Requirement => Throughout the records below, find each line holding "Some" and copy it.

Stored items

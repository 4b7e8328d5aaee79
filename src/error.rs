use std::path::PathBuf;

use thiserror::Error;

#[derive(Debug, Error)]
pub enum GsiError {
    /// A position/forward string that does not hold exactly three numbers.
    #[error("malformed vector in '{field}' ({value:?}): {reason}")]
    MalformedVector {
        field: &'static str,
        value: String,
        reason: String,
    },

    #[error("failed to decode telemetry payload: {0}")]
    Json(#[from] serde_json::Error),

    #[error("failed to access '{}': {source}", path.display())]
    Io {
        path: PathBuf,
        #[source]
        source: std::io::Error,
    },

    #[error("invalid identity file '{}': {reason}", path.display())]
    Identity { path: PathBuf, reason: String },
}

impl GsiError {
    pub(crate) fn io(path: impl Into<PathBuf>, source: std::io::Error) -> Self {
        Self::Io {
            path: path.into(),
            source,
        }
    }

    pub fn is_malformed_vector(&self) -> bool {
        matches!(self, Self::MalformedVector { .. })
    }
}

...

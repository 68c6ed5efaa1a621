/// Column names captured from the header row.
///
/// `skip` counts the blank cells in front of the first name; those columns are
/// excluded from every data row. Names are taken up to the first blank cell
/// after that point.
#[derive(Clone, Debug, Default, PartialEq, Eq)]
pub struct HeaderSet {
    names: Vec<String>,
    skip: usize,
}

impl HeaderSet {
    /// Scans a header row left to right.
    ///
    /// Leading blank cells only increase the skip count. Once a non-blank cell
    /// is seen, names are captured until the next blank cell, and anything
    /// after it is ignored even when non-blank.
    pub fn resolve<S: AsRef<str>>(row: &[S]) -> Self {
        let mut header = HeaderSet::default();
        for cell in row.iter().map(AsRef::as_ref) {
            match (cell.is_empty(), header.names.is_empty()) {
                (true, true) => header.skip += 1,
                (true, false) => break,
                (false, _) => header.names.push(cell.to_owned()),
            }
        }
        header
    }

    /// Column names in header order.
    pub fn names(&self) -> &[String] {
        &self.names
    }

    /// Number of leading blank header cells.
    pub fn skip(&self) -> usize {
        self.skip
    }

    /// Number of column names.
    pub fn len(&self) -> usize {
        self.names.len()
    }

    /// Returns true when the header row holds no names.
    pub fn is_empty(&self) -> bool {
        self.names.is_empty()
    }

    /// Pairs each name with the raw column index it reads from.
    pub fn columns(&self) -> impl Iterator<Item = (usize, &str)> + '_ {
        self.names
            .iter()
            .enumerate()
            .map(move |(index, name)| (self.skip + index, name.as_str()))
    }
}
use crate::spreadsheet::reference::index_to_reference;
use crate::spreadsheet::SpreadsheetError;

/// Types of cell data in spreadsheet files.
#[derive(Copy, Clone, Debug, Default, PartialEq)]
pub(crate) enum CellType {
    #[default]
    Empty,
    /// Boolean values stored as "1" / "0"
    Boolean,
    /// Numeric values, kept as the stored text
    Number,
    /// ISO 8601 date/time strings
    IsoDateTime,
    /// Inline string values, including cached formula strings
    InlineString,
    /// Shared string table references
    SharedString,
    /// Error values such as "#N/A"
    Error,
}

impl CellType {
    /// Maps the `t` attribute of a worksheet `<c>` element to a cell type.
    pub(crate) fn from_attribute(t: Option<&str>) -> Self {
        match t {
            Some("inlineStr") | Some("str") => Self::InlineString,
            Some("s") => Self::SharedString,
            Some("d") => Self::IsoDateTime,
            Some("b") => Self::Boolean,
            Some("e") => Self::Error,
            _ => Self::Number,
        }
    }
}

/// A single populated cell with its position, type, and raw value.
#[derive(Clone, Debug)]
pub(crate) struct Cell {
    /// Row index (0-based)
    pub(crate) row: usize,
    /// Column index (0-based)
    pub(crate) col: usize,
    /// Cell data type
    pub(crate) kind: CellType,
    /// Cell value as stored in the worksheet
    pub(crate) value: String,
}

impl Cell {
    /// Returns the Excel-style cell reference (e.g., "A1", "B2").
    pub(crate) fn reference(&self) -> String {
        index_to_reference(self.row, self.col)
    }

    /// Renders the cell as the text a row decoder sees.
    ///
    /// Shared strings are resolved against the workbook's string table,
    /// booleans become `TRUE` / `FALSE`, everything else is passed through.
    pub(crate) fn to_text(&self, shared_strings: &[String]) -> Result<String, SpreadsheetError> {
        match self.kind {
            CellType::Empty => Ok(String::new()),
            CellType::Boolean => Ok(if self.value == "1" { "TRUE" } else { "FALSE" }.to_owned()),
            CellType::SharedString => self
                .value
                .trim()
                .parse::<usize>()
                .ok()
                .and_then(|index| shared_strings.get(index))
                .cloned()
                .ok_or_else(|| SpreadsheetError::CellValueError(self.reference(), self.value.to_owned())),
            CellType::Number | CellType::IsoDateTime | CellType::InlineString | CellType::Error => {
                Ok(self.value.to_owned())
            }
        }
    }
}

Task answer =>
            Some("inlineStr") | Some("str") => Self::InlineString,
            Some("s") => Self::SharedString,
            Some("d") => Self::IsoDateTime,
            Some("b") => Self::Boolean,
            Some("e") => Self::Error,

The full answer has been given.